Jenn Rohm of Selig Film News awarded the film 3 out of 5 stars, writing that "This film was made with a lot of fun and love for the project, which carries over into the final product. The story itself left me feeling like it wasn’t just the characters in the story trying to live out their childhood dreams."

Jeffery X Martin of biffbampop gave the film a more positive review, writing that "Raging Midlife takes wild risks, throwing in bizarre plot lines and twists one doesn’t see coming. It’s a lot like watching wrestling.," while acknowledging that "Nic Costa’s script is too smart to be wacky, too bizarre for a streamlined description," and "[m]uch like wrestling, Raging Midlife has something for everyone if you give it the chance."
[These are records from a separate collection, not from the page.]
use axum::{extract::State, routing::get, Json, Router};
use serde_json::{json, Value};

use crate::state::{AppState, Dataset};

pub fn router() -> Router<AppState> {
    Router::new().route("/health", get(health))
}

async fn health(State(state): State<AppState>) -> Json<Value> {
    Json(json!({
        "status": "ok",
        "version": env!("CARGO_PKG_VERSION"),
        "cache_entries": state.cache_size(),
        "cached": {
            "gps": state.is_cached(Dataset::Gps),
            "wellness": state.is_cached(Dataset::Wellness)
        }
    }))
}
use chrono::{DateTime, Utc};
use serde::{Deserialize, Serialize};

use super::description::TaskDescription;

#[derive(Debug, Clone, PartialEq, Serialize, Deserialize)]
pub struct TaskProfile {
    pub task_id: String,
    pub submission_time: DateTime<Utc>,
    pub description: TaskDescription,
}

#[derive(Debug, Clone, Copy, PartialEq, Eq, Serialize, Deserialize)]
pub enum TaskState {
    Pending,
    Queued,
    Active,
    Completed,
    Failed,
    Canceled,
}

impl TaskState {
    pub fn is_terminal(&self) -> bool {
        matches!(
            self,
            TaskState::Completed | TaskState::Failed | TaskState::Canceled
        )
    }

    /// Permitted transition DAG. A same-state update is a harmless no-op.
    pub fn can_transition_to(&self, next: TaskState) -> bool {
        if *self == next {
            return true;
        }
        match self {
            TaskState::Pending => matches!(
                next,
                TaskState::Queued | TaskState::Canceled | TaskState::Failed
            ),
            TaskState::Queued => matches!(
                next,
                TaskState::Active | TaskState::Canceled | TaskState::Failed
            ),
            TaskState::Active => {
                matches!(next, TaskState::Completed | TaskState::Failed)
            }
            _ => false,
        }
    }

    pub fn name(&self) -> &'static str {
        match self {
            TaskState::Pending => "Pending",
            TaskState::Queued => "Queued",
            TaskState::Active => "Active",
            TaskState::Completed => "Completed",
            TaskState::Failed => "Failed",
            TaskState::Canceled => "Canceled",
        }
    }
}

#[derive(Debug, Clone, PartialEq, Serialize, Deserialize)]
pub struct TaskStatus {
    pub task_profile: TaskProfile,
    pub state: TaskState,
    /// Set once a bid is won.
    pub fleet_name: Option<String>,
}

impl TaskStatus {
    pub fn pending(task_profile: TaskProfile) -> Self {
        Self {
            task_profile,
            state: TaskState::Pending,
            fleet_name: None,
        }
    }

    pub fn task_id(&self) -> &str {
        &self.task_profile.task_id
    }

    pub fn is_terminated(&self) -> bool {
        self.state.is_terminal()
    }

    /// Moves to `next` if the DAG permits it. Returns false (state
    /// untouched) otherwise.
    pub fn advance(&mut self, next: TaskState) -> bool {
        if self.state.can_transition_to(next) {
            self.state = next;
            true
        } else {
            false
        }
    }
}
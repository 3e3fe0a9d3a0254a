use std::time::Duration;

use tokio::sync::{mpsc, oneshot};

use super::adapter::{AcceptTaskFn, FleetAdapter};
use super::ports::{PlannerStart, TaskPlannerParams};
use crate::common::RobotJoinError;
use crate::domains::messages::{BidNotice, DispatchRequest, DockSummary};

/// Everything the fleet's single-threaded worker knows how to do. Commands
/// are executed to completion in arrival order.
pub enum FleetCommand {
    BidNotice(BidNotice),
    DispatchRequest(DispatchRequest),
    DockSummary(DockSummary),
    AddRobot {
        name: String,
        footprint_radius: f64,
        start: Vec<PlannerStart>,
        reply: oneshot::Sender<Result<(), RobotJoinError>>,
    },
    OpenLanes(Vec<usize>),
    CloseLanes(Vec<usize>),
    SetTaskPlannerParams {
        params: TaskPlannerParams,
        reply: oneshot::Sender<bool>,
    },
    AcceptTaskRequests(AcceptTaskFn),
    SetDefaultMaximumDelay(Option<Duration>),
    BeginNextTask { robot: String, reply: oneshot::Sender<bool> },
    CompleteActiveTask { robot: String, reply: oneshot::Sender<bool> },
    PublishFleetState,
}

/// Owns a FleetAdapter and drains its command channel, giving the adapter
/// the serial execution its bookkeeping assumes.
pub struct FleetActor {
    adapter: FleetAdapter,
    receiver: mpsc::UnboundedReceiver<FleetCommand>,
}

impl FleetActor {
    pub fn spawn(adapter: FleetAdapter) -> FleetHandle {
        let (sender, receiver) = mpsc::unbounded_channel();
        let actor = Self { adapter, receiver };
        tokio::spawn(actor.run());
        FleetHandle { sender }
    }

    async fn run(mut self) {
        while let Some(command) = self.receiver.recv().await {
            self.handle(command).await;
        }
    }

    async fn handle(&mut self, command: FleetCommand) {
        match command {
            FleetCommand::BidNotice(notice) => {
                // Rejections were already logged; the auction resolves
                // elsewhere.
                let _ = self.adapter.handle_bid_notice(&notice).await;
            }
            FleetCommand::DispatchRequest(request) => {
                self.adapter.handle_dispatch_request(&request).await;
            }
            FleetCommand::DockSummary(summary) => {
                self.adapter.handle_dock_summary(&summary);
            }
            FleetCommand::AddRobot { name, footprint_radius, start, reply } => {
                let result =
                    self.adapter.add_robot(name, footprint_radius, start).await;
                let _ = reply.send(result);
            }
            FleetCommand::OpenLanes(lanes) => self.adapter.open_lanes(lanes),
            FleetCommand::CloseLanes(lanes) => self.adapter.close_lanes(lanes),
            FleetCommand::SetTaskPlannerParams { params, reply } => {
                let _ = reply.send(self.adapter.set_task_planner_params(params));
            }
            FleetCommand::AcceptTaskRequests(check) => {
                self.adapter.accept_task_requests(check);
            }
            FleetCommand::SetDefaultMaximumDelay(value) => {
                self.adapter.set_default_maximum_delay(value);
            }
            FleetCommand::BeginNextTask { robot, reply } => {
                let _ = reply.send(self.adapter.begin_next_task(&robot).await);
            }
            FleetCommand::CompleteActiveTask { robot, reply } => {
                let _ =
                    reply.send(self.adapter.complete_active_task(&robot).await);
            }
            FleetCommand::PublishFleetState => {
                self.adapter.publish_fleet_state().await;
            }
        }
    }
}

/// Cloneable facade over the fleet worker's command channel.
#[derive(Clone)]
pub struct FleetHandle {
    sender: mpsc::UnboundedSender<FleetCommand>,
}

impl FleetHandle {
    pub fn sender(&self) -> mpsc::UnboundedSender<FleetCommand> {
        self.sender.clone()
    }

    pub async fn add_robot(
        &self,
        name: impl Into<String>,
        footprint_radius: f64,
        start: Vec<PlannerStart>,
    ) -> Result<(), RobotJoinError> {
        let (reply, response) = oneshot::channel();
        self.sender
            .send(FleetCommand::AddRobot {
                name: name.into(),
                footprint_radius,
                start,
                reply,
            })
            .map_err(|_| worker_stopped())?;
        response.await.map_err(|_| worker_stopped())?
    }

    pub async fn set_task_planner_params(&self, params: TaskPlannerParams) -> bool {
        let (reply, response) = oneshot::channel();
        if self
            .sender
            .send(FleetCommand::SetTaskPlannerParams { params, reply })
            .is_err()
        {
            return false;
        }
        response.await.unwrap_or(false)
    }

    pub fn accept_task_requests(&self, check: AcceptTaskFn) {
        let _ = self.sender.send(FleetCommand::AcceptTaskRequests(check));
    }

    pub fn set_default_maximum_delay(&self, value: Option<Duration>) {
        let _ = self.sender.send(FleetCommand::SetDefaultMaximumDelay(value));
    }

    pub fn open_lanes(&self, lanes: Vec<usize>) {
        let _ = self.sender.send(FleetCommand::OpenLanes(lanes));
    }

    pub fn close_lanes(&self, lanes: Vec<usize>) {
        let _ = self.sender.send(FleetCommand::CloseLanes(lanes));
    }

    pub async fn begin_next_task(&self, robot: impl Into<String>) -> bool {
        let (reply, response) = oneshot::channel();
        if self
            .sender
            .send(FleetCommand::BeginNextTask { robot: robot.into(), reply })
            .is_err()
        {
            return false;
        }
        response.await.unwrap_or(false)
    }

    pub async fn complete_active_task(&self, robot: impl Into<String>) -> bool {
        let (reply, response) = oneshot::channel();
        if self
            .sender
            .send(FleetCommand::CompleteActiveTask { robot: robot.into(), reply })
            .is_err()
        {
            return false;
        }
        response.await.unwrap_or(false)
    }

    pub fn publish_fleet_state(&self) {
        let _ = self.sender.send(FleetCommand::PublishFleetState);
    }
}

fn worker_stopped() -> RobotJoinError {
    RobotJoinError::Registration("fleet worker is no longer running".to_string())
}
Shauntrice Martin of 'The Watercooler' writes "As a bonus, the audience is introduced to Darielle Mason who gets an opportunity to act without carrying the weight of our entire race on her back. The character was well written and a nice departure from how non-Black people typically write Black characters. Black girls get to be love interests. Black girls get to play quirky romcom characters. Black girls can be considered beautiful with their natural hair. I think Frankey would give this at least four Frankey fists on the “Can They Write Black People?” series." Ms. Martin ultimately lauds the film as "an ideal movie for Gen Xers or older Millennials nostalgic for 80s comedies who just want to laugh and destress."

Katy Durand of 'The Daily Californian' added similar praise: "'Raging Midlife' is a film about learning to let go — of childhood obsessions, of grief and of the idea that a single object can fix what's broken in our lives. The fact that it communicates this message through slap-stick comedy, wrestling references and an inexplicable supernatural subplot only adds to its offbeat charm."